▶ _PROBLEM TO WORK ON_
Answer with a bare number: the count of lines in the records below that have the word "live".

>>

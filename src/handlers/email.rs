use axum::{
    Json,
    extract::{State, rejection::JsonRejection},
};
use std::sync::Arc;

use crate::AppState;
use crate::models::{EmailRequest, EmailResponse};
use crate::utils::{ApiResult, ErrorResponse};

// Generate an email and record it
#[utoipa::path(
    post,
    path = "/generate/",
    request_body = EmailRequest,
    responses(
        (status = 200, description = "Generated email", body = EmailResponse),
        (status = 401, description = "Provider rejected the API key", body = ErrorResponse),
        (status = 404, description = "Provider model or endpoint not found", body = ErrorResponse),
        (status = 422, description = "Invalid request", body = ErrorResponse),
        (status = 500, description = "Provider or internal failure", body = ErrorResponse),
        (status = 503, description = "Provider unavailable", body = ErrorResponse)
    ),
    tag = "Email"
)]
pub async fn generate_email(
    State(state): State<Arc<AppState>>,
    payload: Result<Json<EmailRequest>, JsonRejection>,
) -> ApiResult<Json<EmailResponse>> {
    let Json(req) = payload?;
    tracing::debug!("Generating email (tone: {}, length: {:?})", req.tone, req.length);

    let generated_email = state.email_service.generate(req).await?;
    Ok(Json(EmailResponse { generated_email }))
}
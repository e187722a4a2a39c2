use chrono::{DateTime, Utc};
use serde::{Deserialize, Serialize};
use sqlx::FromRow;
use utoipa::ToSchema;

use crate::utils::{ApiError, ApiResult, StringExt, non_blank};

pub const USER_INPUT_MAX_CHARS: usize = 1000;
pub const REPLY_TO_MAX_CHARS: usize = 500;
pub const CONTEXT_MAX_CHARS: usize = 1000;
pub const TONE_MAX_CHARS: usize = 100;
pub const GENERATED_EMAIL_MAX_CHARS: usize = 5000;

/// One persisted email generation
#[derive(Debug, Clone, Serialize, Deserialize, FromRow, ToSchema)]
pub struct EmailLog {
    pub id: i64,
    pub user_input: String,
    pub reply_to: Option<String>,
    pub context: Option<String>,
    pub length: Option<i64>,
    pub tone: String,
    pub generated_email: String,
    pub created_at: DateTime<Utc>,
}

/// Row to insert once the provider has produced an email
#[derive(Debug, Clone)]
pub struct NewEmailLog {
    pub user_input: String,
    pub reply_to: Option<String>,
    pub context: Option<String>,
    pub length: Option<i64>,
    pub tone: String,
    pub generated_email: String,
}

impl NewEmailLog {
    pub fn from_request(req: &EmailRequest, generated_email: String) -> Self {
        Self {
            user_input: req.user_input.clone(),
            reply_to: req.reply_to.clone(),
            context: req.context.clone(),
            length: req.length,
            tone: req.tone.clone(),
            generated_email,
        }
    }
}

#[derive(Debug, Clone, Deserialize, ToSchema)]
pub struct EmailRequest {
    /// What the email should say
    #[schema(max_length = 1000, example = "ask for a deadline extension")]
    pub user_input: String,
    /// Message being replied to
    #[schema(max_length = 500)]
    pub reply_to: Option<String>,
    #[schema(max_length = 1000)]
    pub context: Option<String>,
    /// Target length hint in characters
    #[schema(minimum = 1, example = 200)]
    pub length: Option<i64>,
    #[schema(max_length = 100, example = "polite")]
    pub tone: String,
}

impl EmailRequest {
    /// Check field bounds and fold blank optional fields into `None`
    pub fn validate(self) -> ApiResult<Self> {
        if self.user_input.is_blank() {
            return Err(ApiError::validation_error("user_input must not be empty"));
        }
        check_max_chars("user_input", &self.user_input, USER_INPUT_MAX_CHARS)?;
        check_max_chars("tone", &self.tone, TONE_MAX_CHARS)?;

        let reply_to = non_blank(self.reply_to);
        if let Some(v) = &reply_to {
            check_max_chars("reply_to", v, REPLY_TO_MAX_CHARS)?;
        }

        let context = non_blank(self.context);
        if let Some(v) = &context {
            check_max_chars("context", v, CONTEXT_MAX_CHARS)?;
        }

        if let Some(length) = self.length
            && length <= 0
        {
            return Err(ApiError::validation_error("length must be greater than 0"));
        }

        Ok(Self { reply_to, context, ..self })
    }
}

fn check_max_chars(field: &str, value: &str, max: usize) -> ApiResult<()> {
    if value.char_count() > max {
        return Err(ApiError::validation_error(format!(
            "{} must be at most {} characters",
            field, max
        )));
    }
    Ok(())
}

#[derive(Debug, Clone, Serialize, Deserialize, ToSchema)]
pub struct EmailResponse {
    pub generated_email: String,
}
//! Prompt construction for email drafting

use super::models::Prompt;
use crate::models::EmailRequest;

const NOT_AVAILABLE: &str = "N/A";

const SYSTEM_PROMPT: &str = "You are a helpful email assistant. \
You get a prompt to write an email, you reply with the email and nothing else.";

/// Build the system + user prompt for a validated request.
/// Absent optional fields are rendered as `N/A`.
pub fn build_prompt(req: &EmailRequest) -> Prompt {
    let length = req
        .length
        .map(|n| format!("{} characters", n))
        .unwrap_or_else(|| NOT_AVAILABLE.to_string());

    let user = format!(
        "Write an email based on the following input:\n\
         - User Input: {}\n\
         - Reply To: {}\n\
         - Context: {}\n\
         - Length: {}\n\
         - Tone: {}",
        req.user_input,
        or_na(req.reply_to.as_deref()),
        or_na(req.context.as_deref()),
        length,
        or_na(Some(req.tone.as_str())),
    );

    Prompt { system: SYSTEM_PROMPT.to_string(), user }
}

fn or_na(value: Option<&str>) -> &str {
    match value {
        Some(v) if !v.trim().is_empty() => v,
        _ => NOT_AVAILABLE,
    }
}
impl Config {
    /// Load configuration with command line, environment variable, and file support
    ///
    /// Loading order (priority from highest to lowest):
    /// 1. Command line arguments
    /// 2. Environment variables (a `.env` file in the working directory is loaded first)
    /// 3. Configuration file (config.toml)
    /// 4. Default values
    pub fn load() -> Result<Self, anyhow::Error> {
        let cli_args = CommandLineArgs::parse();
        Self::load_with(&cli_args)
    }

    pub fn load_with(cli_args: &CommandLineArgs) -> Result<Self, anyhow::Error> {
        if let Ok(path) = dotenvy::dotenv() {
            tracing::info!("Loaded environment from {}", path.display());
        }

        Self::load_from(cli_args, |key| std::env::var(key).ok())
    }

    /// Same as [`Config::load_with`] but reads variables through `lookup` instead of the process env
    pub fn load_from(
        cli_args: &CommandLineArgs,
        lookup: impl Fn(&str) -> Option<String>,
    ) -> Result<Self, anyhow::Error> {
        let config_path = cli_args.config.clone().or_else(Self::find_config_file);
        let mut config = if let Some(config_path) = config_path {
            Self::from_toml(&config_path)?
        } else {
            tracing::warn!("Configuration file not found, using defaults");
            Config::default()
        };

        config.apply_env_overrides(&lookup);
        config.apply_cli_overrides(cli_args);
        config.validate()?;

        Ok(config)
    }

    /// Apply environment variable overrides
    ///
    /// Supported environment variables:
    /// - OPENAI_API_KEY: Provider API key (required)
    /// - OPENAI_API_BASE: Provider base URL (default: https://api.openai.com/v1)
    /// - DATABASE_URL / APP_DATABASE_URL: Database URL (APP_ wins when both are set)
    /// - APP_SERVER_HOST, APP_SERVER_PORT
    /// - APP_LOG_LEVEL
    /// - APP_LLM_MODEL, APP_LLM_TEMPERATURE, APP_LLM_TOP_P, APP_LLM_MAX_TOKENS
    fn apply_env_overrides(&mut self, lookup: impl Fn(&str) -> Option<String>) {
        if let Some(key) = lookup("OPENAI_API_KEY") {
            self.llm.api_key = key;
            tracing::info!("Override llm.api_key from env");
        }

        if let Some(base) = lookup("OPENAI_API_BASE") {
            self.llm.api_base = base;
            tracing::info!("Override llm.api_base from env: {}", self.llm.api_base);
        }

        if let Some(host) = lookup("APP_SERVER_HOST") {
            self.server.host = host;
            tracing::info!("Override server.host from env: {}", self.server.host);
        }

        if let Some(port) = lookup("APP_SERVER_PORT")
            && let Ok(port) = port.parse()
        {
            self.server.port = port;
            tracing::info!("Override server.port from env: {}", self.server.port);
        }

        if let Some(db_url) = lookup("DATABASE_URL") {
            self.database.url = db_url;
            tracing::info!("Override database.url from env (DATABASE_URL)");
        }

        if let Some(db_url) = lookup("APP_DATABASE_URL") {
            self.database.url = db_url;
            tracing::info!("Override database.url from env");
        }

        if let Some(level) = lookup("APP_LOG_LEVEL") {
            self.logging.level = level;
            tracing::info!("Override logging.level from env: {}", self.logging.level);
        }

        if let Some(model) = lookup("APP_LLM_MODEL") {
            self.llm.model = model;
            tracing::info!("Override llm.model from env: {}", self.llm.model);
        }

        if let Some(temperature) = lookup("APP_LLM_TEMPERATURE") {
            match temperature.parse() {
                Ok(val) => {
                    self.llm.temperature = val;
                    tracing::info!("Override llm.temperature from env: {}", val);
                },
                Err(e) => tracing::warn!(
                    "Invalid APP_LLM_TEMPERATURE '{}': {} (keep {})",
                    temperature,
                    e,
                    self.llm.temperature
                ),
            }
        }

        if let Some(top_p) = lookup("APP_LLM_TOP_P") {
            match top_p.parse() {
                Ok(val) => {
                    self.llm.top_p = val;
                    tracing::info!("Override llm.top_p from env: {}", val);
                },
                Err(e) => tracing::warn!(
                    "Invalid APP_LLM_TOP_P '{}': {} (keep {})",
                    top_p,
                    e,
                    self.llm.top_p
                ),
            }
        }

        if let Some(max_tokens) = lookup("APP_LLM_MAX_TOKENS") {
            match max_tokens.parse() {
                Ok(val) => {
                    self.llm.max_tokens = val;
                    tracing::info!("Override llm.max_tokens from env: {}", val);
                },
                Err(e) => tracing::warn!(
                    "Invalid APP_LLM_MAX_TOKENS '{}': {} (keep {})",
                    max_tokens,
                    e,
                    self.llm.max_tokens
                ),
            }
        }
    }

    /// Apply command line argument overrides (highest priority)
    fn apply_cli_overrides(&mut self, args: &CommandLineArgs) {
        if let Some(host) = &args.server_host {
            self.server.host = host.clone();
            tracing::info!("Override server.host from CLI: {}", self.server.host);
        }

        if let Some(port) = args.server_port {
            self.server.port = port;
            tracing::info!("Override server.port from CLI: {}", self.server.port);
        }

        if let Some(db_url) = &args.database_url {
            self.database.url = db_url.clone();
            tracing::info!("Override database.url from CLI");
        }

        if let Some(level) = &args.log_level {
            self.logging.level = level.clone();
            tracing::info!("Override logging.level from CLI: {}", self.logging.level);
        }

        if let Some(base) = &args.llm_api_base {
            self.llm.api_base = base.clone();
            tracing::info!("Override llm.api_base from CLI: {}", self.llm.api_base);
        }

        if let Some(model) = &args.llm_model {
            self.llm.model = model.clone();
            tracing::info!("Override llm.model from CLI: {}", self.llm.model);
        }

        if let Some(max_tokens) = args.llm_max_tokens {
            self.llm.max_tokens = max_tokens;
            tracing::info!("Override llm.max_tokens from CLI: {}", self.llm.max_tokens);
        }
    }

    /// Validate configuration
    pub fn validate(&self) -> Result<(), anyhow::Error> {
        if self.server.port == 0 {
            anyhow::bail!("Server port cannot be 0");
        }

        if self.database.url.is_empty() {
            anyhow::bail!("Database URL cannot be empty");
        }

        // The service is useless without a provider credential
        if self.llm.api_key.trim().is_empty() {
            anyhow::bail!("OPENAI_API_KEY is not set (set it in the environment or a .env file)");
        }

        if self.llm.api_base.trim().is_empty() {
            anyhow::bail!("llm.api_base cannot be empty");
        }

        if !(0.0..=2.0).contains(&self.llm.temperature) {
            anyhow::bail!("llm.temperature must be between 0 and 2");
        }

        if self.llm.top_p <= 0.0 || self.llm.top_p > 1.0 {
            anyhow::bail!("llm.top_p must be in (0, 1]");
        }

        if self.llm.max_tokens == 0 {
            anyhow::bail!("llm.max_tokens must be > 0");
        }

        Ok(())
    }

    fn find_config_file() -> Option<String> {
        let possible_paths =
            ["conf/config.toml", "config.toml", "./conf/config.toml", "./config.toml"];

        for path in &possible_paths {
            if Path::new(path).exists() {
                return Some(path.to_string());
            }
        }
        None
    }

    fn from_toml(path: &str) -> Result<Self, anyhow::Error> {
        let content = fs::read_to_string(path)?;
        let config: Config = toml::from_str(&content)?;
        Ok(config)
    }
}

impl Default for ServerConfig {
    fn default() -> Self {
        Self { host: "0.0.0.0".to_string(), port: 8000 }
    }
}

impl Default for DatabaseConfig {
    fn default() -> Self {
        Self { url: "sqlite://data/email_assistant.db".to_string() }
    }
}

impl Default for LoggingConfig {
    fn default() -> Self {
        Self {
            level: "info,email_assistant=debug".to_string(),
            file: Some("logs/email-assistant.log".to_string()),
        }
    }
}

impl Default for LlmConfig {
    fn default() -> Self {
        Self {
            api_base: "https://api.openai.com/v1".to_string(),
            api_key: String::new(),
            model: "gpt-3.5-turbo".to_string(),
            temperature: 0.7,
            top_p: 1.0,
            max_tokens: 1024,
        }
    }
}

#[cfg(test)]
mod tests {
    use super::*;
    use std::collections::HashMap;

    const SAMPLE_CONFIG: &str = concat!(env!("CARGO_MANIFEST_DIR"), "/conf/config.toml");

    fn env_of(vars: &[(&str, &str)]) -> HashMap<String, String> {
        vars.iter()
            .map(|(k, v)| (k.to_string(), v.to_string()))
            .collect()
    }

    fn sample_args() -> CommandLineArgs {
        CommandLineArgs { config: Some(SAMPLE_CONFIG.to_string()), ..Default::default() }
    }

    fn valid_config() -> Config {
        let mut config = Config::default();
        config.llm.api_key = "sk-test".to_string();
        config
    }

    #[test]
    fn test_partial_toml_keeps_defaults() {
        let config: Config = toml::from_str(
            r#"
            [server]
            port = 9100

            [llm]
            model = "gpt-4o-mini"
            max_tokens = 300
            "#,
        )
        .unwrap();

        assert_eq!(config.server.port, 9100);
        assert_eq!(config.server.host, "0.0.0.0");
        assert_eq!(config.llm.model, "gpt-4o-mini");
        assert_eq!(config.llm.max_tokens, 300);
        assert_eq!(config.llm.api_base, "https://api.openai.com/v1");
        assert!(config.llm.api_key.is_empty());
        assert_eq!(config.database.url, "sqlite://data/email_assistant.db");
    }

    #[test]
    fn test_missing_api_key_is_fatal() {
        let err = Config::default().validate().unwrap_err();
        assert!(err.to_string().contains("OPENAI_API_KEY"));

        let mut config = valid_config();
        config.llm.api_key = "   ".to_string();
        assert!(config.validate().is_err());
    }

    #[test]
    fn test_validate_rejects_bad_sampling_parameters() {
        assert!(valid_config().validate().is_ok());

        let mut config = valid_config();
        config.llm.temperature = 2.5;
        assert!(config.validate().is_err());

        let mut config = valid_config();
        config.llm.top_p = 0.0;
        assert!(config.validate().is_err());

        let mut config = valid_config();
        config.llm.max_tokens = 0;
        assert!(config.validate().is_err());

        let mut config = valid_config();
        config.server.port = 0;
        assert!(config.validate().is_err());
    }

    #[test]
    fn test_cli_overrides_win() {
        let mut config = valid_config();
        let args = CommandLineArgs {
            server_port: Some(9999),
            llm_model: Some("gpt-4o".to_string()),
            llm_max_tokens: Some(64),
            ..Default::default()
        };
        config.apply_cli_overrides(&args);

        assert_eq!(config.server.port, 9999);
        assert_eq!(config.llm.model, "gpt-4o");
        assert_eq!(config.llm.max_tokens, 64);
    }

    #[test]
    fn test_debug_masks_api_key() {
        let config = valid_config();
        let rendered = format!("{:?}", config.llm);
        assert!(!rendered.contains("sk-test"));
        assert!(rendered.contains("****"));
    }

    #[test]
    fn test_env_overrides_provider_settings() {
        let env = env_of(&[
            ("OPENAI_API_KEY", "sk-from-env"),
            ("OPENAI_API_BASE", "http://localhost:9000/v1"),
            ("APP_LLM_MODEL", "gpt-4o-mini"),
            ("APP_LLM_TEMPERATURE", "0.2"),
            ("APP_LLM_TOP_P", "0.9"),
            ("APP_LLM_MAX_TOKENS", "256"),
            ("APP_SERVER_PORT", "9001"),
        ]);
        let mut config = Config::default();
        config.apply_env_overrides(|k| env.get(k).cloned());

        assert_eq!(config.llm.api_key, "sk-from-env");
        assert_eq!(config.llm.api_base, "http://localhost:9000/v1");
        assert_eq!(config.llm.model, "gpt-4o-mini");
        assert_eq!(config.llm.temperature, 0.2);
        assert_eq!(config.llm.top_p, 0.9);
        assert_eq!(config.llm.max_tokens, 256);
        assert_eq!(config.server.port, 9001);
    }

    #[test]
    fn test_app_database_url_wins_over_database_url() {
        let env = env_of(&[
            ("DATABASE_URL", "sqlite://plain.db"),
            ("APP_DATABASE_URL", "sqlite://app.db"),
        ]);
        let mut config = Config::default();
        config.apply_env_overrides(|k| env.get(k).cloned());
        assert_eq!(config.database.url, "sqlite://app.db");

        let env = env_of(&[("DATABASE_URL", "sqlite://plain.db")]);
        let mut config = Config::default();
        config.apply_env_overrides(|k| env.get(k).cloned());
        assert_eq!(config.database.url, "sqlite://plain.db");
    }

    #[test]
    fn test_invalid_env_numbers_keep_previous_values() {
        let env = env_of(&[
            ("APP_LLM_TEMPERATURE", "warm"),
            ("APP_LLM_TOP_P", ""),
            ("APP_LLM_MAX_TOKENS", "-1"),
            ("APP_SERVER_PORT", "not-a-port"),
        ]);
        let mut config = Config::default();
        config.apply_env_overrides(|k| env.get(k).cloned());

        let defaults = Config::default();
        assert_eq!(config.llm.temperature, defaults.llm.temperature);
        assert_eq!(config.llm.top_p, defaults.llm.top_p);
        assert_eq!(config.llm.max_tokens, defaults.llm.max_tokens);
        assert_eq!(config.server.port, defaults.server.port);
    }

    #[test]
    fn test_load_without_api_key_fails() {
        let err = Config::load_from(&sample_args(), |_| None).unwrap_err();
        assert!(err.to_string().contains("OPENAI_API_KEY"));
    }

    #[test]
    fn test_load_layers_file_env_and_cli() {
        let env = env_of(&[("OPENAI_API_KEY", "sk-live"), ("APP_LLM_MODEL", "from-env")]);
        let args = CommandLineArgs { llm_model: Some("from-cli".to_string()), ..sample_args() };

        let config = Config::load_from(&args, |k| env.get(k).cloned()).unwrap();

        assert_eq!(config.llm.api_key, "sk-live");
        assert_eq!(config.llm.model, "from-cli");
        assert_eq!(config.server.port, 8000);
        assert_eq!(config.logging.file.as_deref(), Some("logs/email-assistant.log"));
    }
}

<<

▶ _RESPONSE_
2